- **Exercise brief**: Check each line of the entries below for the word "match", then state how many lines have it and nothing more.

Available records Start Marker

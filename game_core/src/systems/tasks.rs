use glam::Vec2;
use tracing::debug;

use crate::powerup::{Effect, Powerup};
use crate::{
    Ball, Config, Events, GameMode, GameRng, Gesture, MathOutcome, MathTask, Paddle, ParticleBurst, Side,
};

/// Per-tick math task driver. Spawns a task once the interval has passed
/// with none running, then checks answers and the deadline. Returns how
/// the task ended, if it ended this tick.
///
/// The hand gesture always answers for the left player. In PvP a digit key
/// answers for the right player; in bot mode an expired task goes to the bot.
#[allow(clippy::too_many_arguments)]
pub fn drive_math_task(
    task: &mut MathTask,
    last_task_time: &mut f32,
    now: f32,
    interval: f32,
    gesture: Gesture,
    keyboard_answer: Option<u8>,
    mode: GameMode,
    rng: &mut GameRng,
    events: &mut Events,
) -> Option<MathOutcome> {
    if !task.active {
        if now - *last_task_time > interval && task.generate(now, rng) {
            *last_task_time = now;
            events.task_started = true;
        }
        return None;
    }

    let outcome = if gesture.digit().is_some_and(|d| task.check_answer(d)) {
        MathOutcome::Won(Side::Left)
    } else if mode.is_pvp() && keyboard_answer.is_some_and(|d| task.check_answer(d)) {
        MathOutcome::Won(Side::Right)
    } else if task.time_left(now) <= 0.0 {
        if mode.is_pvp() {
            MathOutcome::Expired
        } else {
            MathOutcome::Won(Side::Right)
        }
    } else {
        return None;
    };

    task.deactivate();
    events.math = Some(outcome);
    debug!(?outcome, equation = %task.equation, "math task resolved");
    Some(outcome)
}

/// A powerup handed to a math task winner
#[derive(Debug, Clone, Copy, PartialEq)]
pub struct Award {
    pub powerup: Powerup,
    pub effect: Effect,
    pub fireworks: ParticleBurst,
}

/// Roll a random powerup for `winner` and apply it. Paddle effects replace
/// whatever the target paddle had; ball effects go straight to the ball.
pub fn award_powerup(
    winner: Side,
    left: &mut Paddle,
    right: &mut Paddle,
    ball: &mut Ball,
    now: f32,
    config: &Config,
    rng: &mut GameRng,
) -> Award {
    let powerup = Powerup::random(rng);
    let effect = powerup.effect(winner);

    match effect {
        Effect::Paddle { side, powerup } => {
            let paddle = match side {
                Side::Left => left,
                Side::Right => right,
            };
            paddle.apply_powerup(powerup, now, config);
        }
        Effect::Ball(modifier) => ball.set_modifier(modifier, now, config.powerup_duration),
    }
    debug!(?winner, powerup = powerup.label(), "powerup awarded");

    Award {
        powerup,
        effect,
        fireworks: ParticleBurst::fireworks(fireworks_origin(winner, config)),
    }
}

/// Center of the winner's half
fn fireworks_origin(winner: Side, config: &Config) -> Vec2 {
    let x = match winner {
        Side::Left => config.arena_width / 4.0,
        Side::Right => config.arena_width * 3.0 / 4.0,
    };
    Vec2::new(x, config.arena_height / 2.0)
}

Available records End Marker
Available records Start Marker

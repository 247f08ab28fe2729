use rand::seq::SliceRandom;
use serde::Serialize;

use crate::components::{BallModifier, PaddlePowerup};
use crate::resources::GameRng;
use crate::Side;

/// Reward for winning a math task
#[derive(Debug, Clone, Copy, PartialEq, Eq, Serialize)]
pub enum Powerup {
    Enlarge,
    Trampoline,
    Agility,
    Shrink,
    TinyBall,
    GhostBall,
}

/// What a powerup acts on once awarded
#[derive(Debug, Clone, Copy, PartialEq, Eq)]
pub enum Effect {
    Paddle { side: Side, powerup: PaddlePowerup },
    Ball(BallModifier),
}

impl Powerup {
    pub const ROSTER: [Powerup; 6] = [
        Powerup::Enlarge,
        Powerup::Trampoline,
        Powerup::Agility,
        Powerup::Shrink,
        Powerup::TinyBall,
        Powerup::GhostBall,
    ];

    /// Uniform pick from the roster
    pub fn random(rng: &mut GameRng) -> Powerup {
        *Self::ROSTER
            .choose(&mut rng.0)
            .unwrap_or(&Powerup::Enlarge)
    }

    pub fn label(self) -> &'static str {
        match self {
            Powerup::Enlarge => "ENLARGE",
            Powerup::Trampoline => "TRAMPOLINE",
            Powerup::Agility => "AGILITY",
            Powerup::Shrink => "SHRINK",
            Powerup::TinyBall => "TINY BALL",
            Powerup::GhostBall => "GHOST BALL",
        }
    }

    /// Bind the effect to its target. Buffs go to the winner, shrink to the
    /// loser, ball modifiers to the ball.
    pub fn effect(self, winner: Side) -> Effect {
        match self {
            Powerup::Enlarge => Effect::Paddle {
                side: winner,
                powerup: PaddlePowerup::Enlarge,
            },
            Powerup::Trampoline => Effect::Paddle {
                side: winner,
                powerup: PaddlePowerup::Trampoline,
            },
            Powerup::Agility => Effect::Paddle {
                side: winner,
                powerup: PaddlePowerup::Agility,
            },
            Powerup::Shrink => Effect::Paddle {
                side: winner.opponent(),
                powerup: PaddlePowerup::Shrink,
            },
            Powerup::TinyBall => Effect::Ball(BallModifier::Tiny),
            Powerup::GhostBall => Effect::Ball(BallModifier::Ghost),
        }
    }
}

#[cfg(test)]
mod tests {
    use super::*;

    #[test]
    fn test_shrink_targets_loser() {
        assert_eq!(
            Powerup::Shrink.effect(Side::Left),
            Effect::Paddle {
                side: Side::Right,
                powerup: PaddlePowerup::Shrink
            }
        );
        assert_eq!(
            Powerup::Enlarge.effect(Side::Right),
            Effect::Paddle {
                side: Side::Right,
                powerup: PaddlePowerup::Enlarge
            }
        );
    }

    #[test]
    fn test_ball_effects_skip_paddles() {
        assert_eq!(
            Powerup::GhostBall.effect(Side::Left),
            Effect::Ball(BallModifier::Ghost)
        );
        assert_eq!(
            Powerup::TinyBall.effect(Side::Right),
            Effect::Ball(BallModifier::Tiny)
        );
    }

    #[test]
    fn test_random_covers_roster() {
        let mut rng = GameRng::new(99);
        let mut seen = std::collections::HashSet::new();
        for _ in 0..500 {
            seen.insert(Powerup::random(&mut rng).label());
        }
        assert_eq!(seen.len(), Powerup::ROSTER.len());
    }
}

Available records End Marker

- **Response to the task**: 5